Impulsada por ISE junto con sus copropietarios, AVIXA y CEDIA, y con el apoyo del Ayuntamiento de Barcelona y la Generalitat de Catalunya, la Fundación ISE se estructura en torno a tres grandes ámbitos de acción: talento, innovación y responsabilidad social. El objetivo es claro: hacer que el valor que genera el audiovisual se traduzca en oportunidades reales para las personas, las empresas y las instituciones.
Para quien pueda ver paralelismos con la Mobile World Capital Barcelona, existen diferencias relevantes. La principal es que la Fundación ISE es completamente privada, mientras que la MWCapital es público-privada. También destaca que su foco principal se sitúa en la formación y el desarrollo de talento para reducir el déficit de profesionales cualificados del sector. Programas como Training the Trainers o los AV Career Days son los primeros ejemplos.
Cuando lo audiovisual traspasa pantallas (y se siente)
Si hasta ahora el ISE nos ha obligado a mirar —pantallas, proyecciones, escenarios imposibles—, en esta edición también nos invita a dar un paso más: a sentir. A dejar que la tecnología audiovisual actúe sobre la experiencia física y emocional que nos conecta con los espacios y, en última instancia, con la ciudad.
Esta idea toma forma en experiencias como la demostración inmersiva de Eurecat, que permite adentrarse, con realidad virtual y sonido binaural, en una reconstrucción digital del Salón del Vigatà del Palau Moja, de Barcelona.

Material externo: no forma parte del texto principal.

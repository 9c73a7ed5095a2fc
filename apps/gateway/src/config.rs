use std::collections::HashMap;
use std::net::SocketAddr;
use std::path::PathBuf;
use std::time::Duration;

use anyhow::{Context, Result};
use cvi_backpressure::RateLimits;
use cvi_client::DEFAULT_API_BASE;
use security::{AdminCredentials, DEFAULT_MAX_AGE_SECS, Deployment, VerificationPolicy};

pub const DEFAULT_VERTICAL: &str = "GENERAL";
pub const CALLBACK_PATH: &str = "/api/tavus/webhook";

/// Persona/replica pair backing one vertical.
#[derive(Debug, Clone, PartialEq, Eq)]
pub struct VerticalConfig {
    pub persona_id: String,
    pub replica_id: String,
}

#[derive(Debug, Clone)]
pub struct GatewayConfig {
    pub addr: SocketAddr,
    pub deployment: Deployment,
    pub webhook_secret: Option<String>,
    pub signature_header: String,
    pub timestamp_header: String,
    pub policy: VerificationPolicy,
    pub events_dir: PathBuf,
    pub api_key: Option<String>,
    pub api_base: String,
    pub public_base_url: String,
    pub verticals: HashMap<String, VerticalConfig>,
    pub rate_limits: RateLimits,
    pub sweep_interval: Duration,
    pub admin: Option<AdminCredentials>,
}

impl GatewayConfig {
    pub fn from_env() -> Result<Self> {
        Self::from_vars(std::env::vars())
    }

    /// Builds the configuration from an explicit set of variables.
    pub fn from_vars<I, K, V>(vars: I) -> Result<Self>
    where
        I: IntoIterator<Item = (K, V)>,
        K: Into<String>,
        V: Into<String>,
    {
        let vars: HashMap<String, String> = vars
            .into_iter()
            .map(|(k, v)| (k.into(), v.into()))
            .collect();
        let get = |key: &str| {
            vars.get(key)
                .map(|v| v.trim().to_string())
                .filter(|v| !v.is_empty())
        };

        let addr = get("BIND")
            .unwrap_or_else(|| "0.0.0.0:3000".into())
            .parse::<SocketAddr>()
            .context("invalid BIND address")?;
        let deployment = get("DEPLOYMENT_ENV")
            .map(|v| Deployment::parse(&v))
            .unwrap_or(Deployment::Development);

        let policy = VerificationPolicy {
            enforce_in_dev: flag(get("WEBHOOK_ENFORCE_IN_DEV")),
            require_timestamp: flag(get("WEBHOOK_REQUIRE_TIMESTAMP")),
            max_age_secs: match get("WEBHOOK_MAX_AGE_SECS") {
                Some(raw) => raw.parse().context("invalid WEBHOOK_MAX_AGE_SECS")?,
                None => DEFAULT_MAX_AGE_SECS,
            },
        };

        let sweep_interval = match get("RATE_LIMIT_SWEEP_SECS") {
            Some(raw) => Duration::from_secs(
                raw.parse::<u64>()
                    .context("invalid RATE_LIMIT_SWEEP_SECS")?
                    .max(1),
            ),
            None => Duration::from_secs(60),
        };

        let admin = match (
            get("TAVUS_WEBHOOK_BASIC_USER"),
            get("TAVUS_WEBHOOK_BASIC_PASS"),
        ) {
            (Some(user), Some(pass)) => Some(AdminCredentials::new(user, pass)),
            _ => None,
        };

        let public_base_url = get("PUBLIC_BASE_URL")
            .unwrap_or_else(|| "http://localhost:3000".into())
            .trim_end_matches('/')
            .to_string();

        Ok(Self {
            addr,
            deployment,
            webhook_secret: get("TAVUS_WEBHOOK_SECRET"),
            signature_header: get("WEBHOOK_SIGNATURE_HEADER")
                .unwrap_or_else(|| "x-tavus-signature".into())
                .to_ascii_lowercase(),
            timestamp_header: get("WEBHOOK_TIMESTAMP_HEADER")
                .unwrap_or_else(|| "x-tavus-timestamp".into())
                .to_ascii_lowercase(),
            policy,
            events_dir: get("EVENTS_DIR")
                .map(PathBuf::from)
                .unwrap_or_else(|| PathBuf::from("diagnostics").join("events")),
            api_key: get("TAVUS_API_KEY"),
            api_base: get("TAVUS_API_BASE").unwrap_or_else(|| DEFAULT_API_BASE.into()),
            public_base_url,
            verticals: verticals(&vars),
            rate_limits: RateLimits::from_lookup(|key| get(key)),
            sweep_interval,
            admin,
        })
    }

    /// Looks up a vertical by name, case-insensitively.
    pub fn vertical(&self, name: &str) -> Option<&VerticalConfig> {
        self.verticals.get(&name.trim().to_ascii_uppercase())
    }

    pub fn callback_url(&self) -> String {
        format!("{}{CALLBACK_PATH}", self.public_base_url)
    }
}

fn flag(value: Option<String>) -> bool {
    matches!(
        value.as_deref().map(str::to_ascii_lowercase).as_deref(),
        Some("1" | "true" | "yes" | "on")
    )
}

fn verticals(vars: &HashMap<String, String>) -> HashMap<String, VerticalConfig> {
    const PERSONA_PREFIX: &str = "TAVUS_PERSONA_ID_";
    const REPLICA_PREFIX: &str = "TAVUS_REPLICA_ID_";

    vars.iter()
        .filter_map(|(key, persona)| {
            let name = key.strip_prefix(PERSONA_PREFIX)?;
            let replica = vars.get(&format!("{REPLICA_PREFIX}{name}"))?;
            let (persona, replica) = (persona.trim(), replica.trim());
            if name.is_empty() || persona.is_empty() || replica.is_empty() {
                return None;
            }
            Some((
                name.to_ascii_uppercase(),
                VerticalConfig {
                    persona_id: persona.to_string(),
                    replica_id: replica.to_string(),
                },
            ))
        })
        .collect()
}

A través de un gemelo digital acústico, la experiencia muestra cómo se percibe y se transforma el sonido dentro del espacio según la posición del visitante.
Más allá del demostrador tecnológico, la propuesta apunta a una idea clave: la tecnología también puede ayudarnos a sentir los espacios de otra manera, a reconectar con el patrimonio y con la memoria de los lugares. Una nueva manera de relacionarnos con Barcelona.
Es este mismo hilo —el de hacer sentir la tecnología y hacer sentir la ciudad— el que explica el siguiente paso del ISE. Por primera vez, el congreso sale de los pabellones y lleva su propuesta al espacio público con un espectáculo abierto a la ciudadanía que combina 600 drones sincronizados, creaciones visuales digitales, pantallas LED y música en directo, con un recital de ópera incluido.
Durante las tardes de los días 3, 4 y 5 de febrero, el cielo de L’Hospitalet se transforma en un lienzo de luz, sonido y movimiento, sin entrada ni invitación. Dos propuestas muy diferentes —una íntima, la otra colectiva— que comparten una misma voluntad: hacer sentir. Y demostrar que el audiovisual, cuando traspasa pantallas y recintos feriales, también puede convertirse en una herramienta para reconectarnos con Barcelona y con la manera en que la habitamos.